ある日息子が、知人を殺すと叫びながら家を飛び出した。その手には包丁が握られていたそうだ。母親は咄嗟に、息子を呼び止め、そして息子の首を背後から斧で襲い、切り落とした。結果、知人は助かったが、息子は死んだ。母親は服役する事になった。
その話をする時の殺人者の顔は、民宿の前に広がる海のように穏やかだった。その表情や声音からは、葛藤や憎悪、哀しみなどは読み取れなかった。ただ、淡々としていた。私はその時二十代の前半で、読み取るほどの感性が無かっただけかもしれないが。
事前に殺人者だと聞いていなければ、優しい、民宿のおかみさんでしか無かった。一体これをどう捉えたらいいのか未だに分からない。百聞は一見に如かずというが、見てもなお分からないのが人間だとも思う。百聞の方は、聞く人の立場によって受け取り方が異なるだろう。
ただ一つ、言える事があるとすれば。ある事を言うとき、当事者であるという事は何物にも勝る。その言葉がいかに、汚く、拙く、愚かであっても。そして、誰にも顧みられず、唾棄され蔑まれ、臭いもののように扱われたとしても。その言葉には、力が宿っている。それが善か悪かは、瞬時に判断できない。

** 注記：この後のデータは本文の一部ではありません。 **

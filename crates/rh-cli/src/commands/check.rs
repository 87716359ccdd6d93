//! Check command implementation

use anyhow::Result;

use rh_core::config::ConnectionConfig;
use rh_exec::{SessionManager, SshTransport};

use super::EXIT_CONNECTION;
use crate::output::{print_error, print_success};

/// Connect, authenticate and disconnect
pub async fn check_command(config: &ConnectionConfig) -> Result<u8> {
    let manager = SessionManager::new(SshTransport::new());
    let started = std::time::Instant::now();

    match manager.connect(config).await {
        Ok(mut session) => {
            let elapsed = started.elapsed();
            manager.close(&mut session).await;
            print_success(&format!(
                "Authenticated to {} as {} in {}ms",
                config.endpoint(),
                config.username,
                elapsed.as_millis()
            ));
            Ok(0)
        }
        Err(e) => {
            print_error(&format!("{} ({})", e, e.kind()));
            Ok(EXIT_CONNECTION)
        }
    }
}
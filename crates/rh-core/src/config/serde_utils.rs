//! Shared serialization/deserialization utilities for configuration

/// Helper module for Duration serialization as milliseconds
///
/// Serializes `std::time::Duration` as a u64 of milliseconds, which is how
/// timeouts are written in TOML files and emitted in JSON reports.
///
/// # Example
///
/// ```ignore
/// use std::time::Duration;
/// use serde::{Deserialize, Serialize};
///
/// #[derive(Serialize, Deserialize)]
/// struct Config {
///     #[serde(with = "rh_core::config::serde_utils::duration_millis")]
///     timeout: Duration,
/// }
/// ```
pub mod duration_millis {
    use serde::{self, Deserialize, Deserializer, Serializer};
    use std::time::Duration;

    /// Serialize a Duration as milliseconds (u64)
    pub fn serialize<S>(duration: &Duration, serializer: S) -> Result<S::Ok, S::Error>
    where
        S: Serializer,
    {
        serializer.serialize_u64(duration.as_millis() as u64)
    }

    /// Deserialize a Duration from milliseconds (u64)
    pub fn deserialize<'de, D>(deserializer: D) -> Result<Duration, D::Error>
    where
        D: Deserializer<'de>,
    {
        let millis = u64::deserialize(deserializer)?;
        Ok(Duration::from_millis(millis))
    }
}
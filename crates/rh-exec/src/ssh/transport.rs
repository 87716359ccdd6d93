//! Outbound SSH connections and command channels

use std::io;
use std::net::SocketAddr;
use std::sync::atomic::{AtomicBool, Ordering};
use std::sync::Arc;

use async_trait::async_trait;
use bytes::Bytes;
use russh::client::{self, Config, Handle, Msg};
use russh::{Channel, ChannelMsg, Disconnect, Sig};
use russh_keys::key::KeyPair;
use tokio::net::TcpStream;
use tokio_util::sync::CancellationToken;

use rh_core::config::{ConnectionConfig, Credential};
use rh_core::exec::{ExecExit, ExecSink, ExecStream};
use rh_core::traits::{Transport, TransportConnection};
use rh_core::{RemoteEntry, TransportFault};

use super::handler::ClientHandler;
use super::sftp;

/// Opens SSH sessions with password or public-key authentication
#[derive(Clone)]
pub struct SshTransport {
    ssh_config: Arc<Config>,
}

impl SshTransport {
    /// Transport with russh defaults
    pub fn new() -> Self {
        Self::with_config(Config::default())
    }

    /// Transport with a caller-tuned russh client config
    pub fn with_config(config: Config) -> Self {
        Self {
            ssh_config: Arc::new(config),
        }
    }
}

impl Default for SshTransport {
    fn default() -> Self {
        Self::new()
    }
}

#[async_trait]
impl Transport for SshTransport {
    type Connection = SshConnection;

    async fn authenticate(
        &self,
        config: &ConnectionConfig,
    ) -> Result<SshConnection, TransportFault> {
        // Load the key before touching the network so a bad path fails fast
        let method = match &config.credential {
            Credential::Password(password) => AuthMethod::Password(password.clone()),
            Credential::PrivateKey { path, passphrase } => {
                let key = russh_keys::load_secret_key(path, passphrase.as_deref()).map_err(|e| {
                    TransportFault::Other(format!(
                        "failed to load private key {}: {}",
                        path.display(),
                        e
                    ))
                })?;
                AuthMethod::PublicKey(Arc::new(key))
            }
        };

        let addrs: Vec<SocketAddr> = tokio::net::lookup_host((config.host.as_str(), config.port))
            .await
            .map_err(|e| TransportFault::Dns {
                host: config.host.clone(),
                reason: e.to_string(),
            })?
            .collect();
        if addrs.is_empty() {
            return Err(TransportFault::Dns {
                host: config.host.clone(),
                reason: "no addresses returned".into(),
            });
        }

        tracing::debug!("Opening TCP connection to {:?}", addrs);
        let stream = TcpStream::connect(&addrs[..]).await?;
        stream.set_nodelay(true)?;

        let handler = ClientHandler::new(config.host_key_fingerprint.clone());
        let mut handle = client::connect_stream(Arc::clone(&self.ssh_config), stream, handler)
            .await
            .map_err(fault_from_russh)?;

        tracing::debug!("Authenticating as user '{}'", config.username);
        let authenticated = match method {
            AuthMethod::Password(password) => {
                handle.authenticate_password(&config.username, password).await
            }
            AuthMethod::PublicKey(key) => handle.authenticate_publickey(&config.username, key).await,
        }
        .map_err(fault_from_russh)?;

        if !authenticated {
            let _ = handle
                .disconnect(Disconnect::ByApplication, "authentication failed", "en")
                .await;
            return Err(TransportFault::AuthRejected);
        }

        tracing::debug!("Authentication successful");
        Ok(SshConnection {
            handle,
            alive: Arc::new(AtomicBool::new(true)),
        })
    }
}

enum AuthMethod {
    Password(String),
    PublicKey(Arc<KeyPair>),
}

/// An authenticated SSH connection
pub struct SshConnection {
    handle: Handle<ClientHandler>,
    /// Cleared when a channel observes the session going away
    alive: Arc<AtomicBool>,
}

#[async_trait]
impl TransportConnection for SshConnection {
    async fn exec(
        &mut self,
        command: &str,
        cancel: CancellationToken,
    ) -> Result<ExecStream, TransportFault> {
        let channel = self
            .handle
            .channel_open_session()
            .await
            .map_err(|e| self.lost(e))?;
        channel.exec(true, command).await.map_err(|e| self.lost(e))?;
        tracing::debug!("Started command on channel {:?}", channel.id());

        let (sink, stream) = ExecStream::channel();
        tokio::spawn(pump(channel, sink, cancel, Arc::clone(&self.alive)));
        Ok(stream)
    }

    async fn list_dir(&mut self, path: &str) -> Result<Vec<RemoteEntry>, TransportFault> {
        let session = self.open_sftp().await?;
        let listing = sftp::list_dir(&session, path).await;
        finish_sftp(session).await;
        listing
    }

    async fn upload(&mut self, contents: Bytes, remote_path: &str) -> Result<u64, TransportFault> {
        let session = self.open_sftp().await?;
        let written = sftp::upload(&session, contents, remote_path).await;
        finish_sftp(session).await;
        written
    }

    fn is_alive(&self) -> bool {
        self.alive.load(Ordering::SeqCst) && !self.handle.is_closed()
    }

    async fn close(&mut self) -> Result<(), TransportFault> {
        self.alive.store(false, Ordering::SeqCst);
        if self.handle.is_closed() {
            return Ok(());
        }
        self.handle
            .disconnect(Disconnect::ByApplication, "closing", "en")
            .await
            .map_err(fault_from_russh)
    }
}

impl SshConnection {
    async fn open_sftp(&self) -> Result<russh_sftp::client::SftpSession, TransportFault> {
        let opened = sftp::open(&self.handle).await;
        if opened.is_err() && self.handle.is_closed() {
            self.alive.store(false, Ordering::SeqCst);
        }
        opened
    }

    /// Convert an error, clearing liveness if the session itself is gone
    fn lost(&self, err: russh::Error) -> TransportFault {
        if self.handle.is_closed() {
            self.alive.store(false, Ordering::SeqCst);
        }
        fault_from_russh(err)
    }
}

async fn finish_sftp(session: russh_sftp::client::SftpSession) {
    if let Err(e) = session.close().await {
        tracing::debug!("Failed to close sftp session: {}", e);
    }
}

/// Demultiplex one exec channel into the sink until it closes or is cancelled
async fn pump(
    mut channel: Channel<Msg>,
    sink: ExecSink,
    cancel: CancellationToken,
    alive: Arc<AtomicBool>,
) {
    let mut exit: Option<ExecExit> = None;

    loop {
        tokio::select! {
            _ = cancel.cancelled() => {
                tracing::debug!("Cancelling command on channel {:?}", channel.id());
                if let Err(e) = channel.signal(Sig::KILL).await {
                    tracing::debug!("Failed to signal remote process: {}", e);
                }
                let _ = channel.close().await;
                sink.finish(exit.unwrap_or(ExecExit::Closed));
                return;
            }
            msg = channel.wait() => match msg {
                Some(ChannelMsg::Data { data }) => {
                    sink.stdout(Bytes::copy_from_slice(&data));
                }
                Some(ChannelMsg::ExtendedData { data, ext: 1 }) => {
                    sink.stderr(Bytes::copy_from_slice(&data));
                }
                Some(ChannelMsg::ExtendedData { ext, .. }) => {
                    tracing::debug!("Ignoring extended data of type {}", ext);
                }
                Some(ChannelMsg::ExitStatus { exit_status }) => {
                    exit = Some(ExecExit::Status(exit_status as i32));
                }
                Some(ChannelMsg::ExitSignal { signal_name, .. }) => {
                    exit = Some(ExecExit::Signal {
                        name: format!("{:?}", signal_name),
                    });
                }
                Some(ChannelMsg::Eof) => {
                    tracing::trace!("Channel {:?} EOF", channel.id());
                }
                Some(ChannelMsg::Close) => break,
                Some(_) => {}
                None => {
                    if exit.is_none() {
                        alive.store(false, Ordering::SeqCst);
                        sink.finish(ExecExit::Lost(TransportFault::ConnectionReset(
                            "SSH session ended while the command was running".into(),
                        )));
                        return;
                    }
                    break;
                }
            }
        }
    }

    sink.finish(exit.unwrap_or(ExecExit::Closed));
}

/// Translate a russh error into a transport fault
pub(crate) fn fault_from_russh(err: russh::Error) -> TransportFault {
    let text = err.to_string();
    match err {
        russh::Error::IO(e) => TransportFault::Io(e),
        russh::Error::NotAuthenticated => TransportFault::AuthRejected,
        russh::Error::Disconnect | russh::Error::HUP => TransportFault::ConnectionReset(text),
        russh::Error::ConnectionTimeout => {
            TransportFault::Io(io::Error::new(io::ErrorKind::TimedOut, text))
        }
        russh::Error::UnknownKey => {
            TransportFault::Protocol("server host key was rejected".into())
        }
        _ => TransportFault::Protocol(text),
    }
}
#[tokio::test(start_paused = true)]
async fn test_close_with_stalled_disconnect() {
    let transport = FakeTransport::new(AuthBehaviour::Accept, &[]).with_hanging_close();
    let stats = Arc::clone(&transport.stats);
    let manager = SessionManager::new(transport);
    let mut session = manager.connect(&test_config()).await.unwrap();

    let started = tokio::time::Instant::now();
    manager.close(&mut session).await;

    assert!(started.elapsed() <= CLOSE_GRACE + Duration::from_millis(50));
    assert_eq!(session.state(), SessionState::Closed);
    assert_eq!(stats.dropped.load(Ordering::SeqCst), 1);

    // Second close does not retry the disconnect
    manager.close(&mut session).await;
    assert_eq!(stats.closes.load(Ordering::SeqCst), 1);
}

#[tokio::test]
async fn test_dropping_session_drops_connection() {
    let transport = FakeTransport::new(AuthBehaviour::Accept, &[]);
    let stats = Arc::clone(&transport.stats);
    let manager = SessionManager::new(transport);

    let session = manager.connect(&test_config()).await.unwrap();
    drop(session);

    assert_eq!(stats.dropped.load(Ordering::SeqCst), 1);
    assert_eq!(stats.closes.load(Ordering::SeqCst), 0);
}

#[tokio::test]
async fn test_list_directory() {
    let manager = SessionManager::new(FakeTransport::new(AuthBehaviour::Accept, &[]));
    let mut session = manager.connect(&test_config()).await.unwrap();

    let entries = FileTransfer::new()
        .list_directory(&mut session, "/var/www/app", Duration::from_secs(5))
        .await
        .unwrap();

    let names: Vec<_> = entries.iter().map(|e| e.name.as_str()).collect();
    assert_eq!(names, vec!["data", "app-integrated.js"]);
    assert_eq!(entries[0].kind, EntryKind::Directory);
}
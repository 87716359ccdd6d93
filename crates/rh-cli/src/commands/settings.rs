//! Connection settings resolution
//!
//! Settings come from a config file if one is given or the default file
//! exists, otherwise from the `VPS_*` environment. The two are not merged:
//! with a file, the only variable read is `VPS_KEY_PASSPHRASE`, and only when
//! `--key` is given. Command-line flags win over either source.

use std::path::{Path, PathBuf};
use std::time::Duration;

use anyhow::{Context, Result};

use rh_core::config::{self, env, ConnectionConfig, Credential};

/// Values given on the command line
#[derive(Debug, Clone, Default)]
pub struct ConnectionOverrides {
    pub host: Option<String>,
    pub port: Option<u16>,
    pub username: Option<String>,
    pub private_key: Option<PathBuf>,
    pub password: Option<String>,
    pub connect_timeout: Option<Duration>,
    pub host_key: Option<String>,
}

impl ConnectionOverrides {
    /// Override value under its `VPS_*` name
    fn lookup(&self, key: &str) -> Option<String> {
        match key {
            env::HOST => self.host.clone(),
            env::PORT => self.port.map(|p| p.to_string()),
            env::USERNAME => self.username.clone(),
            env::PASSWORD => self.password.clone(),
            env::PRIVATE_KEY => self
                .private_key
                .as_ref()
                .map(|p| p.to_string_lossy().into_owned()),
            env::CONNECT_TIMEOUT_MS => self.connect_timeout.map(|t| t.as_millis().to_string()),
            env::HOST_KEY => self.host_key.clone(),
            _ => None,
        }
    }

    /// A credential flag hides the other credential form from the environment
    fn hides(&self, key: &str) -> bool {
        match key {
            env::PASSWORD => self.private_key.is_some(),
            env::PRIVATE_KEY | env::KEY_PASSPHRASE => self.password.is_some(),
            _ => false,
        }
    }

    fn apply<F>(self, mut config: ConnectionConfig, lookup: &F) -> ConnectionConfig
    where
        F: Fn(&str) -> Option<String>,
    {
        if let Some(host) = self.host {
            config.host = host;
        }
        if let Some(port) = self.port {
            config.port = port;
        }
        if let Some(username) = self.username {
            config.username = username;
        }
        if let Some(timeout) = self.connect_timeout {
            config.connect_timeout = timeout;
        }
        if let Some(host_key) = self.host_key {
            config.host_key_fingerprint = Some(host_key);
        }
        if let Some(path) = self.private_key {
            config.credential = Credential::PrivateKey {
                path,
                passphrase: lookup(env::KEY_PASSPHRASE),
            };
        } else if let Some(password) = self.password {
            config.credential = Credential::Password(password);
        }
        config
    }
}

/// Resolve settings from `config_path` (or the default file if it exists),
/// the process environment and `overrides`
pub fn resolve_connection(
    config_path: Option<&Path>,
    overrides: ConnectionOverrides,
) -> Result<ConnectionConfig> {
    let file = match config_path {
        Some(path) => Some(path.to_path_buf()),
        None => {
            let default_path = config::default_config_path();
            default_path.exists().then_some(default_path)
        }
    };
    resolve_with(file.as_deref(), overrides, |key| std::env::var(key).ok())
}

/// Resolve settings against an explicit file and environment lookup
pub fn resolve_with<F>(
    file: Option<&Path>,
    overrides: ConnectionOverrides,
    lookup: F,
) -> Result<ConnectionConfig>
where
    F: Fn(&str) -> Option<String>,
{
    match file {
        Some(path) => {
            tracing::debug!("Loading connection settings from {:?}", path);
            let loaded: ConnectionConfig = config::load_config(path)
                .with_context(|| format!("Failed to load config from {:?}", path))?;
            let resolved = overrides.apply(loaded, &lookup);
            resolved.validate().context("Invalid connection settings")?;
            Ok(resolved)
        }
        None => {
            tracing::debug!("Reading connection settings from the environment");
            ConnectionConfig::from_lookup(|key| {
                overrides
                    .lookup(key)
                    .or_else(|| if overrides.hides(key) { None } else { lookup(key) })
            })
            .with_context(|| {
                format!(
                    "Incomplete connection settings; pass --config or set {}, {} and a credential",
                    env::HOST,
                    env::USERNAME
                )
            })
        }
    }
}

人間は情報として消費されるものではなく、大きな流れの中でその存在を現す何かだと思う。その中には様々な色があり、快いものも不快なものも含まれつつ。その中で、溺れそうになりながら何とか息をしているのが、今の私の状態なのだ。その状況を何と呼ぶのか、知らない。
私は小説が読みたいというよりは、人間を見たい。